HFML-FELIX researcher Olga Duda wins NWO Poster Award second year in a row

Congratulations to our colleague Olga Duda for winning the NWO Poster Award at CHAINS, the annual Dutch chemistry conference for the second year in a row!

In her research, Duda uses infrared lasers to study the structure and properties of molecules. By hitting a molecule with an infrared laser beam, you deposit a lot of energy in it. That makes it react in very interesting ways. This can tell you something about the structure or function of the molecule, but what Duda is mostly interested in, is what happens to all that energy that goes into the molecule? Where exactly does it go?

Why do we want to know more about this? Exciting a molecule with infrared energy can be an interesting and very controlled way to induce a specific reaction in a chemical or biological process. The more detailed your knowledge of this reaction is, the more you are able to control such a process.
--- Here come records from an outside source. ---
impl IncrementalIndex {
    /// Creates a new empty index.
    pub fn new() -> Self {
        Self::default()
    }

    /// Indexes `item`, relating it to every admitted existing item.
    ///
    /// Adding a key that is already indexed is a no-op. A negative or NaN
    /// weight fails with [`Error::InvariantViolation`] before
    /// anything is modified.
    pub fn add_item<W, P>(&mut self, mut item: Item, weight_fn: &W, policy: &P) -> Result<AddOutcome>
    where
        W: WeightFunction + ?Sized,
        P: AdmissionPolicy + ?Sized,
    {
        item.key = ItemKey::new(item.key.as_str());
        if self.items.contains_key(&item.key) {
            debug!("Skipping `{}`: already indexed", item.key);
            return Ok(AddOutcome::AlreadyIndexed);
        }

        let relations = self.score(&item, weight_fn, policy)?;
        Ok(self.insert_scored(item, relations))
    }

    /// Replaces an item and recomputes all of its relations.
    ///
    /// Behaves as [`IncrementalIndex::remove_item`] followed by
    /// [`IncrementalIndex::add_item`], so an absent key is simply inserted.
    /// Weights are validated before the old item is removed, so a failed
    /// update leaves the index untouched.
    pub fn update_item<W, P>(&mut self, mut item: Item, weight_fn: &W, policy: &P) -> Result<AddOutcome>
    where
        W: WeightFunction + ?Sized,
        P: AdmissionPolicy + ?Sized,
    {
        item.key = ItemKey::new(item.key.as_str());

        let relations = self.score(&item, weight_fn, policy)?;
        self.remove_item(&item.key);
        Ok(self.insert_scored(item, relations))
    }

    /// Removes an item and every relation touching it.
    pub fn remove_item(&mut self, key: &ItemKey) -> Option<Item> {
        let item = self.items.remove(key)?;
        self.graph.remove([key]);
        self.tags.remove(&item);
        self.names.remove(key);
        debug!("Removed `{}`", key);
        Some(item)
    }

    /// Resolves `query` and ranks everything reachable from it.
    ///
    /// The source item itself leads the result at distance 0.
    pub fn search<R>(&self, query: &str, resolver: &R, limit: Option<usize>) -> Result<Vec<Ranked>>
    where
        R: Resolver + ?Sized,
    {
        let source = Self::resolve(query, resolver)?;
        let result = RankingEngine::run(&self.graph, &source)?;
        Ok(truncated(result, limit))
    }

    /// Like [`IncrementalIndex::search`], abandoning the traversal once
    /// `cancel` fires.
    pub fn search_with<R>(
        &self,
        query: &str,
        resolver: &R,
        limit: Option<usize>,
        cancel: &CancellationToken,
    ) -> Result<Vec<Ranked>>
    where
        R: Resolver + ?Sized,
    {
        let source = Self::resolve(query, resolver)?;
        let result = RankingEngine::run_with(&self.graph, &source, cancel)?;
        Ok(truncated(result, limit))
    }

    /// Ranks from an already canonical key.
    pub fn rank(&self, key: &ItemKey) -> Result<RankingResult> {
        RankingEngine::run(&self.graph, key)
    }

    pub fn get(&self, key: &ItemKey) -> Option<&Item> {
        self.items.get(key)
    }

    pub fn contains(&self, key: &ItemKey) -> bool {
        self.items.contains_key(key)
    }

    /// Returns the number of indexed items.
    pub fn len(&self) -> usize {
        self.items.len()
    }

    pub fn is_empty(&self) -> bool {
        self.items.is_empty()
    }

    /// Iterates over all items.
    pub fn items(&self) -> impl Iterator<Item = &Item> {
        self.items.values()
    }

    /// Items carrying `tag`, in key order.
    pub fn items_with_tag(&self, tag: &str) -> Vec<&Item> {
        self.tags
            .keys_with(tag)
            .filter_map(|key| self.items.get(key))
            .collect()
    }

    /// Picks an indexed item uniformly at random.
    pub fn random_item(&self) -> Option<&Item> {
        self.graph
            .sample_vertex()
            .and_then(|key| self.items.get(key))
    }

    pub fn graph(&self) -> &SimilarityGraph {
        &self.graph
    }

    /// The name index, usable as the resolver for [`IncrementalIndex::search`].
    pub fn names(&self) -> &NameIndex {
        &self.names
    }

    /// Deep, independent copy of the whole index.
    pub fn duplicate(&self) -> IncrementalIndex {
        self.clone()
    }

    /// Returns index statistics.
    pub fn stats(&self) -> IndexStats {
        IndexStats {
            item_count: self.items.len(),
            relation_count: self.graph.edge_count(),
            tag_count: self.tags.len(),
        }
    }

    /// Scores `item` against every other indexed item and keeps the
    /// relations the policy admits.
    fn score<W, P>(&self, item: &Item, weight_fn: &W, policy: &P) -> Result<Vec<Relation>>
    where
        W: WeightFunction + ?Sized,
        P: AdmissionPolicy + ?Sized,
    {
        let mut admitted = Vec::new();
        for other in self.items.values().filter(|other| other.key != item.key) {
            let weight = weight_fn.weight(item, other);
            let relation = Relation::new(item.key.clone(), other.key.clone(), weight)?;
            if policy.admits(weight) {
                admitted.push(relation);
            }
        }
        Ok(admitted)
    }

    fn insert_scored(&mut self, item: Item, relations: Vec<Relation>) -> AddOutcome {
        let admitted = relations.len();
        self.graph.add_vertex(&item.key);
        for relation in relations {
            self.graph.add(relation);
        }
        self.tags.insert(&item);
        self.names.insert(&item.key);
        debug!(
            "Indexed `{}` with {} of {} candidate relations",
            item.key,
            admitted,
            self.items.len()
        );
        self.items.insert(item.key.clone(), item);
        AddOutcome::Inserted { admitted }
    }

    fn resolve<R: Resolver + ?Sized>(query: &str, resolver: &R) -> Result<ItemKey> {
        resolver
            .resolve(query)
            .ok_or_else(|| Error::NotFound(format!("no item matches `{query}`")))
    }
}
And that is when it can get interesting for actual applications.

Every tiny vibration

So it is all about the details. Sending energy through a molecule makes it and its tiny parts move. Different wavelengths of infrared light cause different movements of different parts. The movements, or vibrations, that occur in reaction to the light, have many forms too. For instance: rotating, twisting or stretching. And one vibration can even react to or set in motion another vibration.

All these subtle changes need to be studied for every molecule you want to use. Once you have done that for simple molecules, you can start looking at more complicated ones, or even bigger systems of more than one molecule.

New insights

For now, Duda and co-workers have looked at a selection of molecules, among which is ammonia, a molecule relevant for research fields such as spectroscopy and astronomy. What they saw in their experiments is that exciting this molecule with the infrared laser allows them to observe the molecule in very high energy states different from those which can be accessed without infrared excitation. And yes, this molecule has been studied before using infrared light, but the unprecedented tunability of the laser at HFML-FELIX allowed for a greater control of how the molecule is excited. With that, the researchers were able to excite very specific rotations and vibrations.

Knowing the effect of all of these excitations of a molecule is interesting for a variety of applications. For example, exciting a specific vibration in a molecule can lead to a different outcome of a chemical reaction. It is a very controlled and economical way to influence a chemical process. More controlled and economical than, for instance, using heat or volume.

Looking at molecules in this way also tells researchers more about processes that occur in our bodies and in nature. Infrared light can induce certain molecular reactions in the lab which then can be studied in more detail. For instance: reactions which play an important role in protein folding or enzyme activity, something that is essential for most organisms to function.